After that the listener probably needs something a little more upbeat, andYou Cried Wolf ‘s bouncy assessment of an ex-lover’s false alarms in the commitment department meets that requirement fairly well. Rundgren drops it right back for the melancholic piano-driven Lucky Guy, which followed Out of Control in the original sequence. In the other setting, however, it’s about time for a howling up-tempo raver. Out of Control fits that requirement to a T and both sequences conclude with Fade Away an exercise in sumptuous harmonies that winds things up with a closing statement that works as well as All The Children Sing does as an opener.

With the tracks sorted into both sequences it’s difficult to say which one works the best, and I’m inclined to agree with Rundgren’s assessment that the Easy Side/Difficult Side idea wasn’t a problem and that the record wouldn’t suffer for it. As it is, I have ‘em both, and in an environment where you’re going to be playing your favourite tracks on shuffle the album sequencing isn’t really an issue, is it?

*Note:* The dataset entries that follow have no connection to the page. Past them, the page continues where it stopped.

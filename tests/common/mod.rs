//! Deterministic fake probe runner for exercising the collection engine
//! without upstream AWS calls.
#![allow(dead_code)]

use async_trait::async_trait;
use awsummary::collector::probes::{ProbeRunner, ScopedSummaries};
use awsummary::collector::registry::{GlobalService, RegionalService};
use awsummary::collector::ServiceSummary;
use std::collections::{HashMap, HashSet};
use std::sync::atomic::{AtomicUsize, Ordering};
use std::time::Duration;

#[derive(Default)]
pub struct FakeRunner {
    regional: HashMap<(String, String), ServiceSummary>,
    global: HashMap<String, ScopedSummaries>,
    failing: HashSet<(String, String)>,
    slow: HashMap<(String, String), Duration>,
    jitter_ms: u64,
    active: AtomicUsize,
    pub max_active: AtomicUsize,
}

impl FakeRunner {
    pub fn new() -> Self {
        Self::default()
    }

    /// Fix the summary one regional probe returns. Everything not configured
    /// reports a zero count.
    pub fn with_regional(
        mut self,
        service: RegionalService,
        region: &str,
        summary: ServiceSummary,
    ) -> Self {
        self.regional
            .insert((service.name().to_string(), region.to_string()), summary);
        self
    }

    /// Fix the scope-keyed map one global probe returns. Unconfigured global
    /// probes return an empty map (nothing found anywhere).
    pub fn with_global(mut self, service: GlobalService, scoped: ScopedSummaries) -> Self {
        self.global.insert(service.name().to_string(), scoped);
        self
    }

    /// Make one probe fail. Scope is a region name, or "global" for a global
    /// service.
    pub fn with_failure(mut self, service: &str, scope: &str) -> Self {
        self.failing
            .insert((service.to_string(), scope.to_string()));
        self
    }

    /// Make one probe sleep before answering.
    pub fn with_slow(mut self, service: &str, scope: &str, delay: Duration) -> Self {
        self.slow
            .insert((service.to_string(), scope.to_string()), delay);
        self
    }

    /// Add a random delay up to `ms` to every probe, shuffling completion
    /// order across runs.
    pub fn with_jitter(mut self, ms: u64) -> Self {
        self.jitter_ms = ms;
        self
    }

    async fn simulate_call(&self, service: &str, scope: &str) -> anyhow::Result<()> {
        let active = self.active.fetch_add(1, Ordering::SeqCst) + 1;
        self.max_active.fetch_max(active, Ordering::SeqCst);

        if let Some(delay) = self.slow.get(&(service.to_string(), scope.to_string())) {
            tokio::time::sleep(*delay).await;
        }
        if self.jitter_ms > 0 {
            let delay = rand::random::<u64>() % self.jitter_ms;
            tokio::time::sleep(Duration::from_millis(delay)).await;
        }

        self.active.fetch_sub(1, Ordering::SeqCst);

        if self
            .failing
            .contains(&(service.to_string(), scope.to_string()))
        {
            anyhow::bail!("injected upstream failure");
        }
        Ok(())
    }
}

#[async_trait]
impl ProbeRunner for FakeRunner {
    async fn run_regional(
        &self,
        service: RegionalService,
        region: &str,
    ) -> anyhow::Result<ServiceSummary> {
        self.simulate_call(service.name(), region).await?;
        Ok(self
            .regional
            .get(&(service.name().to_string(), region.to_string()))
            .cloned()
            .unwrap_or_else(|| ServiceSummary::new(0)))
    }

    async fn run_global(&self, service: GlobalService) -> anyhow::Result<ScopedSummaries> {
        self.simulate_call(service.name(), "global").await?;
        Ok(self
            .global
            .get(service.name())
            .cloned()
            .unwrap_or_default())
    }
}

/// Summary derived only from the probe's identity, so any scheduling order
/// must converge to the same aggregate.
pub fn deterministic_summary(service: &str, region: &str) -> ServiceSummary {
    ServiceSummary::new((service.len() + region.len()) as u64)
}

/// A runner where every probe across the given regions answers with
/// [`deterministic_summary`].
pub fn deterministic_runner(regions: &[String]) -> FakeRunner {
    let mut runner = FakeRunner::new();
    for region in regions {
        for service in RegionalService::ALL {
            runner = runner.with_regional(
                service,
                region,
                deterministic_summary(service.name(), region),
            );
        }
    }

    let s3_scoped: ScopedSummaries = regions
        .iter()
        .map(|r| (r.clone(), deterministic_summary("s3", r)))
        .collect();
    runner = runner.with_global(GlobalService::S3, s3_scoped);

    let route53_scoped: ScopedSummaries = [(
        "global".to_string(),
        deterministic_summary("route53", "global"),
    )]
    .into_iter()
    .collect();
    runner.with_global(GlobalService::Route53, route53_scoped)
}
//! One probe per AWS service. Each probe builds its own scoped client, makes
//! the minimum number of upstream calls for one summary, and never touches
//! shared state; the dispatcher owns all coordination.

use super::credentials::AwsCredentials;
use super::registry::{GlobalService, RegionalService};
use super::summary::ServiceSummary;
use anyhow::Result;
use async_trait::async_trait;
use std::collections::BTreeMap;
use std::sync::Arc;

mod dynamodb;
mod ec2;
mod elb;
mod elbv2;
mod lambda;
mod rds;
mod route53;
mod s3;

pub use dynamodb::DynamoDbProbe;
pub use ec2::Ec2Probe;
pub use elb::ElbProbe;
pub use elbv2::Elbv2Probe;
pub use lambda::LambdaProbe;
pub use rds::RdsProbe;
pub use route53::Route53Probe;
pub use s3::S3Probe;

/// Result of one global probe: summaries keyed by the scope they belong to.
/// Keys are real region names (S3 resolves bucket locations) or the literal
/// global scope (Route53).
pub type ScopedSummaries = BTreeMap<String, ServiceSummary>;

/// The seam between the dispatcher and the upstream cloud.
///
/// The production implementation is [`AwsProbeRunner`]; tests drive the
/// dispatcher with deterministic fakes through this trait.
#[async_trait]
pub trait ProbeRunner: Send + Sync + 'static {
    /// Probe one regional service in one region.
    async fn run_regional(
        &self,
        service: RegionalService,
        region: &str,
    ) -> Result<ServiceSummary>;

    /// Probe one global service, account-wide.
    async fn run_global(&self, service: GlobalService) -> Result<ScopedSummaries>;
}

/// Probe runner backed by the AWS SDK. Holds only credentials; every probe
/// invocation constructs its own region-scoped config and client.
pub struct AwsProbeRunner {
    ec2: Ec2Probe,
    elb: ElbProbe,
    elbv2: Elbv2Probe,
    rds: RdsProbe,
    lambda: LambdaProbe,
    dynamodb: DynamoDbProbe,
    s3: S3Probe,
    route53: Route53Probe,
}

impl AwsProbeRunner {
    pub fn new(credentials: Arc<AwsCredentials>) -> Self {
        Self {
            ec2: Ec2Probe::new(credentials.clone()),
            elb: ElbProbe::new(credentials.clone()),
            elbv2: Elbv2Probe::new(credentials.clone()),
            rds: RdsProbe::new(credentials.clone()),
            lambda: LambdaProbe::new(credentials.clone()),
            dynamodb: DynamoDbProbe::new(credentials.clone()),
            s3: S3Probe::new(credentials.clone()),
            route53: Route53Probe::new(credentials),
        }
    }
}

#[async_trait]
impl ProbeRunner for AwsProbeRunner {
    async fn run_regional(
        &self,
        service: RegionalService,
        region: &str,
    ) -> Result<ServiceSummary> {
        match service {
            RegionalService::Ec2 => self.ec2.count_instances(region).await,
            RegionalService::Elb => self.elb.count_load_balancers(region).await,
            RegionalService::Elbv2 => self.elbv2.count_load_balancers(region).await,
            RegionalService::Rds => self.rds.count_databases(region).await,
            RegionalService::Lambda => self.lambda.count_functions(region).await,
            RegionalService::DynamoDb => self.dynamodb.count_tables(region).await,
        }
    }

    async fn run_global(&self, service: GlobalService) -> Result<ScopedSummaries> {
        match service {
            GlobalService::S3 => self.s3.summarize_buckets().await,
            GlobalService::Route53 => self.route53.count_hosted_zones().await,
        }
    }
}
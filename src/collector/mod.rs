//! Account-wide AWS resource footprint collection.
//!
//! The collector answers "how much of what exists in this account": it
//! enumerates the account's regions, dispatches one concurrent probe per
//! (service, region) pair plus one per global service, merges their results
//! into a per-region summary map, and streams normalized catalog records to
//! the caller. Individual probe failures degrade the output instead of
//! aborting it; only prerequisite failures (connectivity, identity, region
//! enumeration) are fatal.

pub mod aggregator;
pub mod credentials;
pub mod dispatcher;
pub mod emitter;
pub mod error;
pub mod probes;
pub mod regions;
pub mod registry;
pub mod schema;
pub mod summary;
pub mod verify;

pub use credentials::AwsCredentials;
pub use dispatcher::{CollectOptions, CollectReport, ProbeFailure};
pub use emitter::OutputRecord;
pub use error::{CollectorError, ProbeError};
pub use summary::{RegionSummary, ServiceSummary, SummaryValue, GLOBAL_SCOPE};
pub use verify::{Capability, VerifyState};

use probes::{AwsProbeRunner, ProbeRunner};
use std::sync::Arc;
use tokio::sync::mpsc;
use tracing::info;

/// Validate the caller's parameter envelope before any network activity.
/// The transport hands `verify` and `collect` a mapping that must carry all
/// three of these fields, even when `filter` is empty.
pub fn check_required(params: &serde_json::Value) -> Result<(), CollectorError> {
    const REQUIRED: [&str; 3] = ["options", "credentials", "filter"];
    for field in REQUIRED {
        if params.get(field).is_none() {
            return Err(CollectorError::Configuration(field));
        }
    }
    Ok(())
}

/// Entry point tying the pieces together for one set of credentials.
pub struct Collector {
    credentials: Arc<AwsCredentials>,
}

impl Collector {
    pub fn new(credentials: AwsCredentials) -> Self {
        Self {
            credentials: Arc::new(credentials),
        }
    }

    /// Fast connectivity pre-flight. No side effects beyond one STS round
    /// trip.
    pub async fn verify(&self) -> Result<(VerifyState, Capability), CollectorError> {
        let state = verify::verify(&self.credentials).await?;
        Ok((state, Capability::default()))
    }

    /// Run a full account collection, streaming records into `tx` as they
    /// become available: the registration record first, then one resource
    /// record per non-empty region after all probes have joined.
    ///
    /// Returns the probe failure report. A closed receiver ends the stream
    /// early without error.
    pub async fn collect(
        &self,
        options: &CollectOptions,
        tx: mpsc::Sender<OutputRecord>,
    ) -> Result<CollectReport, CollectorError> {
        let account_id = verify::resolve_account_id(&self.credentials).await?;
        info!("Collecting summary for account {}", account_id);

        // The registration record is static; let the consumer start on it
        // while the probes run.
        if tx.send(emitter::registration_record()).await.is_err() {
            return Ok(CollectReport::default());
        }

        let region_list = regions::enumerate_regions(&self.credentials).await?;
        let runner = Arc::new(AwsProbeRunner::new(self.credentials.clone()));

        collect_with_runner(runner, &region_list, &account_id, options, tx).await
    }
}

/// Dispatch, aggregate, and emit over an arbitrary probe runner. The
/// registration record is assumed to have been sent already.
///
/// Split out from [`Collector::collect`] so the engine can be exercised
/// without upstream AWS calls.
pub async fn collect_with_runner<R: ProbeRunner>(
    runner: Arc<R>,
    region_list: &[String],
    account_id: &str,
    options: &CollectOptions,
    tx: mpsc::Sender<OutputRecord>,
) -> Result<CollectReport, CollectorError> {
    let (state, report) = dispatcher::run_collection(runner, region_list, options).await;

    for record in emitter::resource_records(&state, account_id) {
        if tx.send(record).await.is_err() {
            // Receiver is gone; stop emitting but still return the report.
            break;
        }
    }

    info!(
        "Collection finished: {}/{} probes succeeded",
        report.probes_succeeded(),
        report.probes_dispatched
    );
    Ok(report)
}
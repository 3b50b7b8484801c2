use crate::collector::credentials::AwsCredentials;
use crate::collector::summary::{ServiceSummary, SummaryValue};
use anyhow::{Context, Result};
use aws_sdk_lambda as lambda;
use std::collections::BTreeMap;
use std::sync::Arc;

pub struct LambdaProbe {
    credentials: Arc<AwsCredentials>,
}

impl LambdaProbe {
    pub fn new(credentials: Arc<AwsCredentials>) -> Self {
        Self { credentials }
    }

    /// Count Lambda functions in one region, broken down by runtime.
    pub async fn count_functions(&self, region: &str) -> Result<ServiceSummary> {
        let config = self.credentials.sdk_config(region).await;
        let client = lambda::Client::new(&config);

        let mut total = 0u64;
        let mut per_runtime: BTreeMap<String, u64> = BTreeMap::new();

        let mut paginator = client.list_functions().into_paginator().send();
        while let Some(page) = paginator
            .try_next()
            .await
            .with_context(|| format!("list_functions failed in {}", region))?
        {
            for function in page.functions.unwrap_or_default() {
                if let Some(runtime) = function.runtime {
                    *per_runtime
                        .entry(runtime.as_str().replace('.', "-"))
                        .or_insert(0) += 1;
                }
                total += 1;
            }
        }

        let mut summary = ServiceSummary::new(total);
        if total > 0 {
            let breakdown = per_runtime
                .into_iter()
                .map(|(k, v)| (k, SummaryValue::Count(v)))
                .collect();
            summary = summary.with_extra("runtime", SummaryValue::Breakdown(breakdown));
        }
        Ok(summary)
    }
}
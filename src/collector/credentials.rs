use super::error::CollectorError;
use aws_config::{BehaviorVersion, SdkConfig};
use aws_credential_types::Credentials;
use aws_types::region::Region;
use serde::Deserialize;

/// Bootstrap region for connectivity checks and region enumeration. Any region
/// works for these calls; this one matches the upstream plugin's default.
pub const DEFAULT_REGION: &str = "ap-northeast-2";

/// Static credentials handed to the collector by the caller.
///
/// The optional placement fields are accepted for compatibility with older
/// callers but are not used by the collection core.
#[derive(Debug, Clone, Deserialize)]
pub struct AwsCredentials {
    pub aws_access_key_id: String,
    pub aws_secret_access_key: String,
    #[serde(default)]
    pub region_id: Option<String>,
    #[serde(default)]
    pub zone_id: Option<String>,
    #[serde(default)]
    pub pool_id: Option<String>,
    #[serde(default, rename = "identity.project_id")]
    pub project_id: Option<String>,
}

impl AwsCredentials {
    pub fn new(access_key_id: impl Into<String>, secret_access_key: impl Into<String>) -> Self {
        Self {
            aws_access_key_id: access_key_id.into(),
            aws_secret_access_key: secret_access_key.into(),
            region_id: None,
            zone_id: None,
            pool_id: None,
            project_id: None,
        }
    }

    /// Parse the caller-provided credentials mapping, failing fast when the
    /// required keys are absent.
    pub fn from_value(value: &serde_json::Value) -> Result<Self, CollectorError> {
        if value.get("aws_access_key_id").and_then(|v| v.as_str()).is_none() {
            return Err(CollectorError::Configuration("aws_access_key_id"));
        }
        if value
            .get("aws_secret_access_key")
            .and_then(|v| v.as_str())
            .is_none()
        {
            return Err(CollectorError::Configuration("aws_secret_access_key"));
        }
        serde_json::from_value(value.clone())
            .map_err(|_| CollectorError::Configuration("credentials"))
    }

    /// Build an SDK config bound to one region. Every worker unit calls this
    /// for itself; clients are never shared across concurrent probes.
    pub async fn sdk_config(&self, region: &str) -> SdkConfig {
        let credentials = Credentials::from_keys(
            &self.aws_access_key_id,
            &self.aws_secret_access_key,
            None,
        );
        aws_config::defaults(BehaviorVersion::latest())
            .credentials_provider(credentials)
            .region(Region::new(region.to_string()))
            .load()
            .await
    }
}
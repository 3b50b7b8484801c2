#![warn(clippy::all, rust_2018_idioms)]

use awsummary::collector::{AwsCredentials, CollectOptions, Collector};
use tokio::sync::mpsc;
use tracing_subscriber::EnvFilter;

fn init_logging() {
    // RUST_LOG overrides; default keeps the SDK's transport chatter down.
    let filter = EnvFilter::try_from_default_env().unwrap_or_else(|_| {
        EnvFilter::new(
            "awsummary=info,aws_config=warn,aws_smithy_runtime=warn,aws_smithy_runtime_api=warn,aws_sigv4=warn,hyper=warn",
        )
    });

    tracing_subscriber::fmt()
        .with_env_filter(filter)
        .with_writer(std::io::stderr)
        .init();
}

#[tokio::main]
async fn main() -> anyhow::Result<()> {
    init_logging();

    let access_key_id = std::env::var("AWS_ACCESS_KEY_ID")
        .map_err(|_| anyhow::anyhow!("AWS_ACCESS_KEY_ID is not set"))?;
    let secret_access_key = std::env::var("AWS_SECRET_ACCESS_KEY")
        .map_err(|_| anyhow::anyhow!("AWS_SECRET_ACCESS_KEY is not set"))?;

    let collector = Collector::new(AwsCredentials::new(access_key_id, secret_access_key));

    let (state, _capability) = collector.verify().await?;
    tracing::info!("Verify: {:?}", state);

    let (tx, mut rx) = mpsc::channel(64);
    let options = CollectOptions::default();

    let printer = tokio::spawn(async move {
        while let Some(record) = rx.recv().await {
            match serde_json::to_string(&record) {
                Ok(line) => println!("{}", line),
                Err(e) => tracing::error!("Failed to serialize record: {}", e),
            }
        }
    });

    let report = collector.collect(&options, tx).await?;
    printer.await?;

    if !report.failed.is_empty() {
        for failure in &report.failed {
            tracing::warn!(
                "Probe {} in {} contributed nothing: {}",
                failure.service,
                failure.scope,
                failure.error
            );
        }
    }
    tracing::info!(
        "Done: {}/{} probes succeeded",
        report.probes_succeeded(),
        report.probes_dispatched
    );

    Ok(())
}
//! Converts the drained aggregate state into the output record stream:
//! exactly one type-registration record first, then one resource record per
//! non-empty region.

use super::schema::{self, DataSourceEntry};
use super::summary::{region_is_empty, RegionSummary};
use serde::Serialize;
use std::collections::BTreeMap;
use tracing::debug;

/// A record on the wire. Untagged: each variant serializes to its exact
/// catalog shape, distinguished downstream by `resource_type`.
#[derive(Debug, Clone, Serialize)]
#[serde(untagged)]
pub enum OutputRecord {
    Registration(TypeRegistration),
    Resource(ResourceRecord),
}

#[derive(Debug, Clone, Serialize)]
pub struct TypeRegistration {
    pub state: String,
    pub resource_type: String,
    pub match_rules: BTreeMap<String, Vec<String>>,
    pub replace_rules: BTreeMap<String, Vec<String>>,
    pub resource: TypeRegistrationResource,
}

#[derive(Debug, Clone, Serialize)]
pub struct TypeRegistrationResource {
    pub name: String,
    pub provider: String,
    pub group: String,
    pub data_source: Vec<DataSourceEntry>,
}

#[derive(Debug, Clone, Serialize)]
pub struct ResourceRecord {
    pub state: String,
    pub resource_type: String,
    pub match_rules: BTreeMap<String, Vec<String>>,
    pub replace_rules: BTreeMap<String, Vec<String>>,
    pub resource: ResourcePayload,
}

#[derive(Debug, Clone, Serialize)]
pub struct ResourcePayload {
    pub cloud_service_type: String,
    pub cloud_service_group: String,
    pub provider: String,
    pub data: serde_json::Map<String, serde_json::Value>,
}

/// The static registration record, emitted exactly once per collect call,
/// before any resource record and regardless of what the probes find.
pub fn registration_record() -> OutputRecord {
    let match_rules: BTreeMap<String, Vec<String>> = [(
        "1".to_string(),
        vec![
            "name".to_string(),
            "group".to_string(),
            "provider".to_string(),
            "account_id".to_string(),
        ],
    )]
    .into_iter()
    .collect();

    OutputRecord::Registration(TypeRegistration {
        state: "SUCCESS".to_string(),
        resource_type: "CLOUD_SERVICE_TYPE".to_string(),
        match_rules,
        replace_rules: BTreeMap::new(),
        resource: TypeRegistrationResource {
            name: schema::SERVICE_TYPE_NAME.to_string(),
            provider: schema::PROVIDER.to_string(),
            group: schema::SERVICE_GROUP.to_string(),
            data_source: schema::data_source(),
        },
    })
}

/// Wrap one region's summary in the resource envelope, injecting the region
/// name and account id into the data payload.
pub fn resource_record(region: &str, summary: &RegionSummary, account_id: &str) -> OutputRecord {
    let match_rules: BTreeMap<String, Vec<String>> = [(
        "1".to_string(),
        vec![
            "data.region_name".to_string(),
            "data.account_id".to_string(),
            "name".to_string(),
            "group".to_string(),
            "provider".to_string(),
        ],
    )]
    .into_iter()
    .collect();

    let mut data = serde_json::Map::new();
    for (service, service_summary) in summary {
        data.insert(
            service.clone(),
            serde_json::to_value(service_summary).expect("summary serialization is infallible"),
        );
    }
    data.insert(
        "region_name".to_string(),
        serde_json::Value::String(region.to_string()),
    );
    data.insert(
        "account_id".to_string(),
        serde_json::Value::String(account_id.to_string()),
    );

    OutputRecord::Resource(ResourceRecord {
        state: "SUCCESS".to_string(),
        resource_type: "CLOUD_SERVICE".to_string(),
        match_rules,
        replace_rules: BTreeMap::new(),
        resource: ResourcePayload {
            cloud_service_type: schema::SERVICE_TYPE_NAME.to_string(),
            cloud_service_group: schema::SERVICE_GROUP.to_string(),
            provider: schema::PROVIDER.to_string(),
            data,
        },
    })
}

/// Walk the aggregate state in key order and build the resource records,
/// skipping regions whose every service reported a zero total.
pub fn resource_records(
    state: &BTreeMap<String, RegionSummary>,
    account_id: &str,
) -> Vec<OutputRecord> {
    let mut records = Vec::new();
    for (region, summary) in state {
        if region_is_empty(summary) {
            debug!("Skipping empty region {}", region);
            continue;
        }
        records.push(resource_record(region, summary, account_id));
    }
    records
}
//! Masar Worker - Backend import service for the field-sales platform
//!
//! This worker connects to NATS and handles route-master import
//! messages from the frontend: mapping preview, confirmed imports
//! through a JetStream queue, cancellation and history.

mod cli;
mod config;
mod db;
mod handlers;
mod services;
mod types;

use std::path::Path;
use std::sync::Arc;

use anyhow::{Context, Result};
use clap::Parser;
use sqlx::PgPool;
use tokio_util::sync::CancellationToken;
use tracing::{error, info};
use tracing_appender::rolling::{RollingFileAppender, Rotation};
use tracing_subscriber::{layer::SubscriberExt, util::SubscriberInitExt};
use uuid::Uuid;

use crate::db::queries;
use crate::services::csv_ingest::parse_csv;
use crate::services::orchestrator::Orchestrator;
use crate::services::store::PgEntityStore;
use crate::services::{column_mapper, entity_extractor, row_transformer};
use crate::types::{HistoryLogEntry, ImportBatch, ImportResult, PerEntityCounts};

#[tokio::main]
async fn main() -> Result<()> {
    // Logs directory - use LOGS_DIR env var or default to ./logs
    let logs_dir = std::env::var("LOGS_DIR").unwrap_or_else(|_| "logs".to_string());
    std::fs::create_dir_all(&logs_dir).ok();

    // File appender for persistent logs (daily rotation)
    let file_appender = RollingFileAppender::new(Rotation::DAILY, &logs_dir, "worker.log");
    let (non_blocking, _guard) = tracing_appender::non_blocking(file_appender);

    // Initialize logging - both stdout and file
    tracing_subscriber::registry()
        .with(tracing_subscriber::EnvFilter::new(
            std::env::var("RUST_LOG").unwrap_or_else(|_| "info,masar_worker=debug".into()),
        ))
        .with(tracing_subscriber::fmt::layer()) // stdout
        .with(tracing_subscriber::fmt::layer().with_writer(non_blocking).with_ansi(false)) // file
        .init();

    let cli = cli::Cli::parse();

    info!("Starting Masar Worker...");

    // Load configuration
    let config = config::Config::from_env()?;
    info!("Configuration loaded");

    // Connect to database
    let pool = db::create_pool(&config.database_url).await?;
    info!("Connected to PostgreSQL");

    // Run migrations
    db::run_migrations(&pool).await?;

    match cli.command {
        Some(cli::Command::Migrate) => {
            info!("Migrations finished, exiting");
            return Ok(());
        }
        Some(cli::Command::Import { file, company_id, uploader }) => {
            return run_file_import(&pool, &config, &file, company_id, uploader).await;
        }
        Some(cli::Command::Serve) | None => {}
    }

    // Connect to NATS (supports optional NATS_USER/NATS_PASSWORD auth).
    let nats_client = match (std::env::var("NATS_USER"), std::env::var("NATS_PASSWORD")) {
        (Ok(user), Ok(password)) if !user.is_empty() => {
            async_nats::ConnectOptions::new()
                .user_and_password(user, password)
                .connect(&config.nats_url)
                .await?
        }
        _ => async_nats::connect(&config.nats_url).await?,
    };
    info!("Connected to NATS at {}", config.nats_url);

    // Start message handlers
    let handler_result = handlers::start_handlers(nats_client, pool, &config).await;

    if let Err(e) = handler_result {
        error!("Handler error: {}", e);
        return Err(e);
    }

    Ok(())
}

/// Operator-side import: run the whole pipeline against a local CSV
/// file without going through NATS. Mapping must auto-detect cleanly —
/// interactive mapping review belongs to the frontend.
async fn run_file_import(
    pool: &PgPool,
    config: &config::Config,
    file: &str,
    company_id: Uuid,
    uploader: Option<String>,
) -> Result<()> {
    let content = std::fs::read_to_string(file)
        .with_context(|| format!("could not read {}", file))?;
    let file_name = Path::new(file)
        .file_name()
        .map(|n| n.to_string_lossy().into_owned())
        .unwrap_or_else(|| file.to_string());

    let (headers, rows) = parse_csv(&content)?;
    info!("Parsed {} rows from {}", rows.len(), file_name);

    let mapping = column_mapper::detect(&headers);
    let validation = column_mapper::validate(&mapping);
    if !validation.is_valid {
        anyhow::bail!(
            "could not auto-detect required columns: {:?}",
            validation.missing_required_fields
        );
    }

    let records = row_transformer::transform(&rows, &mapping);
    let entities = entity_extractor::extract(&records);
    info!(
        "Extracted {} branches, {} routes, {} customers, {} visits ({} missing GPS)",
        entities.branches.len(),
        entities.routes.len(),
        entities.customers.len(),
        entities.visits.len(),
        entities.stats.missing_gps_count
    );

    let mut batch = ImportBatch::new(company_id, file_name.clone(), rows.len());
    queries::import_batch::create(pool, &batch).await?;

    let store = Arc::new(PgEntityStore::new(pool.clone()));
    let orchestrator = Orchestrator::new(store).with_tuning(
        config.import_chunk_size,
        config.import_write_concurrency,
        config.import_max_write_retries,
    );

    let (progress_tx, mut progress_rx) =
        tokio::sync::mpsc::unbounded_channel::<crate::types::ProgressEvent>();
    let printer = tokio::spawn(async move {
        while let Some(event) = progress_rx.recv().await {
            info!(
                "{}: {}% ({}/{})",
                event.step_name, event.percent, event.current_count, event.total_count
            );
        }
    });

    let outcome = orchestrator
        .run(&mut batch, &rows, &entities, &progress_tx, &CancellationToken::new())
        .await;
    drop(progress_tx);
    let _ = printer.await;

    queries::import_batch::update_status(pool, batch.id, batch.status, batch.per_entity_counts)
        .await?;

    let result = match outcome {
        Ok(counts) => {
            let entry = HistoryLogEntry {
                id: Uuid::new_v4(),
                file_name,
                upload_date: chrono::Utc::now(),
                record_count: batch.raw_row_count,
                uploader,
                entry_type: "ROUTE".to_string(),
                stats: counts,
            };
            queries::history::append(pool, company_id, &entry).await?;
            ImportResult {
                success: true,
                per_entity_counts: counts,
                error: None,
            }
        }
        Err(e) => ImportResult {
            success: false,
            per_entity_counts: PerEntityCounts::default(),
            error: Some(e.to_string()),
        },
    };

    info!("Import finished: {}", serde_json::to_string_pretty(&result)?);
    if !result.success {
        anyhow::bail!(result.error.unwrap_or_else(|| "import failed".to_string()));
    }
    Ok(())
}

In any case, regardless of the actual sequence, what we have here is a collection of 

snappy, cleverly arranged quality pop songs that’s possibly the best, and definitely the most accessible, thing he’d done since back around Something/Anything. That’s not to suggest they’re all classics, but it’s a remarkably consistent collection that’s remarkably free of duds and candidates for the shuffle button.